Hawaii Travel Nurse Pay Guide: Salary, Cost of Living & Island Life (2026)

Editorial note: Pay figures sourced from Vivian Health and AMN Healthcare contract data (January-March 2026). Cost of living figures from ZipRecruiter, Glassdoor, and Salary.com (2026). Hawaii is a destination market — expect lifestyle trade-offs against maximum earnings.

Hawaii is the dream assignment for many travel nurses — tropical weather year-round, stunning natural scenery, and the experience of island living unlike anywhere else in the country. But Hawaii travel nursing comes with a financial reality check that many nurses don’t fully account for before accepting a contract: pay rates that track near the national average, combined with a cost of living that is the highest in the United States.

This guide covers what Hawaii travel nurse pay actually looks like in 2026, which islands and facilities pay the most, the true cost of living on each island, and how to structure a Hawaii contract so it’s financially viable — not just a beautiful break-even.
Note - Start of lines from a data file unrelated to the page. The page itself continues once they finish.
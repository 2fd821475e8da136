use std::{
    fs::{File, OpenOptions},
    io::Write,
    path::Path,
    sync::{Mutex, OnceLock},
};

use chrono::Local;
use log::{Level, LevelFilter, Log, Metadata, Record, SetLoggerError};

use crate::config::{PROGRAM_LOG_FILE, PROGRAM_LOG_LEVEL};

enum LogTarget {
    Stderr,
    File(Mutex<File>),
}

pub struct Logger {
    level: Level,
    target: LogTarget,
}

impl Logger {
    fn format(record: &Record<'_>) -> String {
        let timestamp = Local::now().format("%Y-%m-%d %H:%M:%S%.3f");
        format!(
            "{} {} [{}] {}",
            timestamp,
            record.level(),
            record.target(),
            record.args()
        )
    }
}

impl Log for Logger {
    fn enabled(&self, metadata: &Metadata<'_>) -> bool {
        metadata.level() <= self.level
    }

    fn log(&self, record: &Record<'_>) {
        if self.enabled(record.metadata()) {
            let msg = Self::format(record);

            match &self.target {
                LogTarget::Stderr => {
                    eprintln!("{msg}")
                }
                LogTarget::File(file) => {
                    // A poisoned lock only means another thread panicked mid-write;
                    // the file handle itself is still usable.
                    let mut file = file.lock().unwrap_or_else(|e| e.into_inner());
                    if writeln!(file, "{msg}").is_err() {
                        eprintln!("{msg}");
                    }
                }
            }
        }
    }

    fn flush(&self) {
        if let LogTarget::File(file) = &self.target {
            let mut file = file.lock().unwrap_or_else(|e| e.into_inner());
            let _ = file.flush();
        }
    }
}

fn get_level_from_env() -> Level {
    std::env::var(PROGRAM_LOG_LEVEL)
        .ok()
        .and_then(|s| s.parse::<LevelFilter>().ok())
        .and_then(|filter| filter.to_level())
        .unwrap_or(Level::Warn)
}

fn open_log_file(path: &Path) -> Option<File> {
    if let Some(parent) = path.parent() {
        std::fs::create_dir_all(parent).ok()?;
    }
    OpenOptions::new().create(true).append(true).open(path).ok()
}

fn get_target_from_env() -> LogTarget {
    std::env::var_os(PROGRAM_LOG_FILE)
        .filter(|p| !p.is_empty())
        .and_then(|p| open_log_file(Path::new(&p)))
        .map(|f| LogTarget::File(Mutex::new(f)))
        .unwrap_or(LogTarget::Stderr)
}

fn is_configured() -> bool {
    [PROGRAM_LOG_LEVEL, PROGRAM_LOG_FILE]
        .iter()
        .any(|name| std::env::var_os(name).is_some_and(|v| !v.is_empty()))
}

pub fn init() -> Result<(), SetLoggerError> {
    _init(get_level_from_env())
}

/// Install the logger only when one of the logging variables is set.
///
/// Without it no logger is installed and every record is dropped, which
/// keeps stderr free for command output. Returns whether a logger is active.
pub fn init_if_configured() -> Result<bool, SetLoggerError> {
    if !is_configured() {
        return Ok(false);
    }
    init()?;
    Ok(true)
}

pub fn _init(level: Level) -> Result<(), SetLoggerError> {
    static LOGGER: OnceLock<Logger> = OnceLock::new();

    // Only the first call installs the logger, so the level passed to
    // get_or_init and set_max_level always agree.
    let init_call = LOGGER.get().is_none();

    let logger = LOGGER.get_or_init(|| Logger {
        level,
        target: get_target_from_env(),
    });

    if init_call {
        log::set_logger(logger)?;
        log::set_max_level(level.to_level_filter());
    }

    Ok(())
}

#[cfg(test)]
#[path = "logging_tests.rs"]
mod tests;
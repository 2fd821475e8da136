use std::collections::BTreeMap;

use anyhow::Result;
use fmeta_envelope::ErrorEnvelope;
use fmeta_fs::FileRecord;
use serde::{Deserialize, Serialize};

use crate::codec::to_json;

#[derive(Debug, Clone, PartialEq, Eq, Serialize, Deserialize)]
#[serde(rename_all = "camelCase")]
pub struct HealthReport {
    pub status: String,
    pub service: String,
    pub version: String,
    /// Failures published since startup, by error code
    #[serde(default)]
    pub failures: BTreeMap<String, u64>,
}

/// Body returned for a request, success or failure.
#[derive(Debug, Clone, PartialEq, Serialize, Deserialize)]
#[serde(untagged)]
pub enum ApiResponse {
    Record(FileRecord),
    Listing(Vec<FileRecord>),
    Health(HealthReport),
    Failure(ErrorEnvelope),
}

impl ApiResponse {
    pub fn status_code(&self) -> u16 {
        match self {
            ApiResponse::Failure(envelope) => envelope.http_status_code,
            _ => 200,
        }
    }

    pub fn is_failure(&self) -> bool {
        matches!(self, ApiResponse::Failure(_))
    }

    pub fn to_json(&self, compact: bool) -> Result<Vec<u8>> {
        to_json(self, compact)
    }
}
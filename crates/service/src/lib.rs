mod mapping;
mod service;

pub use mapping::path_failure;
pub use service::MetadataService;
use chrono::{DateTime, Utc};
use serde::{Deserialize, Serialize};

/// Metadata snapshot of one filesystem entry.
///
/// `children` is only ever populated for directories and keeps the order in
/// which the OS listed the entries.
#[derive(Debug, Clone, PartialEq, Eq, Serialize, Deserialize)]
#[serde(rename_all = "camelCase")]
pub struct FileRecord {
    /// Last path component, `""` for a filesystem root
    pub name: String,
    /// Path as requested, or parent path joined with the entry name
    pub path: String,
    pub absolute_path: String,
    /// Absent when the path cannot be resolved (dangling or looping links)
    #[serde(default, skip_serializing_if = "Option::is_none")]
    pub canonical_path: Option<String>,
    #[serde(default, skip_serializing_if = "Option::is_none")]
    pub parent: Option<String>,

    pub size_bytes: u64,

    /// Timestamps are absent when the platform or mount does not report them
    #[serde(default, skip_serializing_if = "Option::is_none")]
    pub creation_time: Option<DateTime<Utc>>,
    #[serde(default, skip_serializing_if = "Option::is_none")]
    pub last_access_time: Option<DateTime<Utc>>,
    #[serde(default, skip_serializing_if = "Option::is_none")]
    pub last_modified_time: Option<DateTime<Utc>>,

    pub is_directory: bool,
    pub is_regular_file: bool,
    pub is_symbolic_link: bool,
    /// Whether the resolved target is a regular file
    pub is_file: bool,

    pub can_read: bool,
    pub can_write: bool,
    pub can_execute: bool,

    pub is_absolute: bool,
    pub is_hidden: bool,

    #[serde(default)]
    pub children: Vec<FileRecord>,
}

impl FileRecord {
    /// Finalize a directory record from its completed child sequence.
    #[must_use]
    pub fn with_children(self, children: Vec<FileRecord>) -> Self {
        FileRecord { children, ..self }
    }

    /// Total number of records in this subtree, including `self`.
    pub fn count(&self) -> usize {
        let mut total = 0;
        let mut stack = vec![self];
        while let Some(record) = stack.pop() {
            total += 1;
            stack.extend(record.children.iter());
        }
        total
    }
}
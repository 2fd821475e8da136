use std::{error::Error, fmt};

use uuid::Uuid;

use crate::{
    catalog::render,
    envelope::{Params, ValidationDetail},
    kind::ErrorKind,
};

type BoxError = Box<dyn Error + Send + Sync + 'static>;

/// A classified failure raised while serving a request.
///
/// Every `Failure` gets its own exception id when created. When it later
/// shows up as the cause of another failure, that id becomes the
/// correlation id of its link in the envelope chain.
#[derive(Debug)]
pub struct Failure {
    kind: ErrorKind,
    args: Vec<String>,
    exception_id: Uuid,
    correlation_id: Option<String>,
    violations: Vec<ValidationDetail>,
    params: Params,
    source: Option<BoxError>,
}

impl Failure {
    pub fn new(kind: ErrorKind) -> Self {
        Failure {
            kind,
            args: Vec::new(),
            exception_id: Uuid::new_v4(),
            correlation_id: None,
            violations: Vec::new(),
            params: Params::new(),
            source: None,
        }
    }

    pub fn invalid_file_path(path: impl Into<String>) -> Self {
        Self::new(ErrorKind::InvalidFilePath).with_arg(path)
    }

    pub fn invalid_directory_path(path: impl Into<String>) -> Self {
        Self::new(ErrorKind::InvalidDirectoryPath).with_arg(path)
    }

    pub fn missing_parameter(name: impl Into<String>) -> Self {
        Self::new(ErrorKind::MissingParameter).with_arg(name)
    }

    pub fn resource_not_found(path: impl Into<String>) -> Self {
        Self::new(ErrorKind::ResourceNotFound).with_arg(path)
    }

    pub fn method_not_allowed(method: impl Into<String>, supported: &[&str]) -> Self {
        Self::new(ErrorKind::MethodNotAllowed)
            .with_arg(method)
            .with_arg(supported.join(", "))
    }

    /// All violations found on `object`, reported together.
    pub fn validation(object: impl Into<String>, violations: Vec<ValidationDetail>) -> Self {
        let count = violations.len();
        Failure {
            violations,
            ..Self::new(ErrorKind::ValidationFailure)
                .with_arg(object)
                .with_arg(count.to_string())
        }
    }

    pub fn internal(source: impl Into<BoxError>) -> Self {
        Self::new(ErrorKind::InternalServerError).with_source(source)
    }

    #[must_use]
    pub fn with_arg(mut self, arg: impl Into<String>) -> Self {
        self.args.push(arg.into());
        self
    }

    #[must_use]
    pub fn with_source(mut self, source: impl Into<BoxError>) -> Self {
        self.source = Some(source.into());
        self
    }

    #[must_use]
    pub fn with_correlation_id(mut self, id: impl Into<String>) -> Self {
        self.correlation_id = Some(id.into());
        self
    }

    #[must_use]
    pub fn with_params(mut self, params: Params) -> Self {
        self.params = params;
        self
    }

    pub fn kind(&self) -> ErrorKind {
        self.kind
    }

    pub fn args(&self) -> &[String] {
        &self.args
    }

    pub fn exception_id(&self) -> Uuid {
        self.exception_id
    }

    pub fn correlation_id(&self) -> Option<&str> {
        self.correlation_id.as_deref()
    }

    pub fn violations(&self) -> &[ValidationDetail] {
        &self.violations
    }

    pub fn params(&self) -> &Params {
        &self.params
    }
}

impl fmt::Display for Failure {
    fn fmt(&self, f: &mut fmt::Formatter<'_>) -> fmt::Result {
        f.write_str(&render(self.kind.default_template(), &self.args))
    }
}

impl Error for Failure {
    fn source(&self) -> Option<&(dyn Error + 'static)> {
        self.source.as_deref().map(|e| e as &(dyn Error + 'static))
    }
}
Hawaii Travel Nurse Pay: 2026 Overview

Metric Figure Source / Date
Avg. weekly pay (Vivian, Feb 2026) $2,171 Vivian Health / Aya Healthcare
vs. national nursing average At or near national average Vivian Health, 2026
AMN Healthcare range $1,665 – $3,292/week AMN Healthcare, Dec 2025-Jan 2026
Honolulu avg. weekly pay $2,453 Betternurse, 2026 (13% above HI avg.)
Hawaii state income tax 1.4% – 11% (progressive) Hawaii DOTAX, 2026
NLC compact member No — separate license required NCSBN, 2026
The destination premium reality: Hawaii doesn’t pay as much as California or New York because agencies know nurses will accept lower rates to live in paradise. Destination locations with high lifestyle appeal consistently offer near-average pay — the location is part of the compensation. Go in with that understanding and Hawaii can still be a great assignment financially if you manage costs well.

Island-by-Island Pay & Living Comparison

Island Typical Weekly Pay Typical Housing Cost Best For
Oahu (Honolulu) $2,453 avg. $1,900 – $3,000/month First-timers; most hospitals; public transit
Maui ~7.5% above HI avg. $2,500 – $4,000/month Beach lifestyle; slower pace; fewer contracts
Big Island (Hilo/Kona) $2,353 – $2,519 $1,500 – $2,500/month Best COL; rural; volcanoes; nature lovers
Kauai Limited data; fewer contracts $2,000 – $3,500/month Adventure; hiking; very remote; small-town

Key insight: Pay varies only about 6% across all Hawaiian islands — unlike mainland states where moving between cities can dramatically shift your rate. Your island choice should be driven by lifestyle preference and housing cost management, not pay optimization.

Oahu is the strategic choice for most travel nurses: highest pay, most contract volume, public transit that makes car ownership optional, and the broadest range of housing options. For detailed state guides from comparable high-paying markets, see our guides for California, Washington, and Massachusetts.

Hawaii Cost of Living: The Full Picture

Hawaii’s overall cost of living runs approximately 84% above the national average, with housing at 202% above average. These aren’t abstract statistics — they directly determine whether your contract generates savings or just covers expenses.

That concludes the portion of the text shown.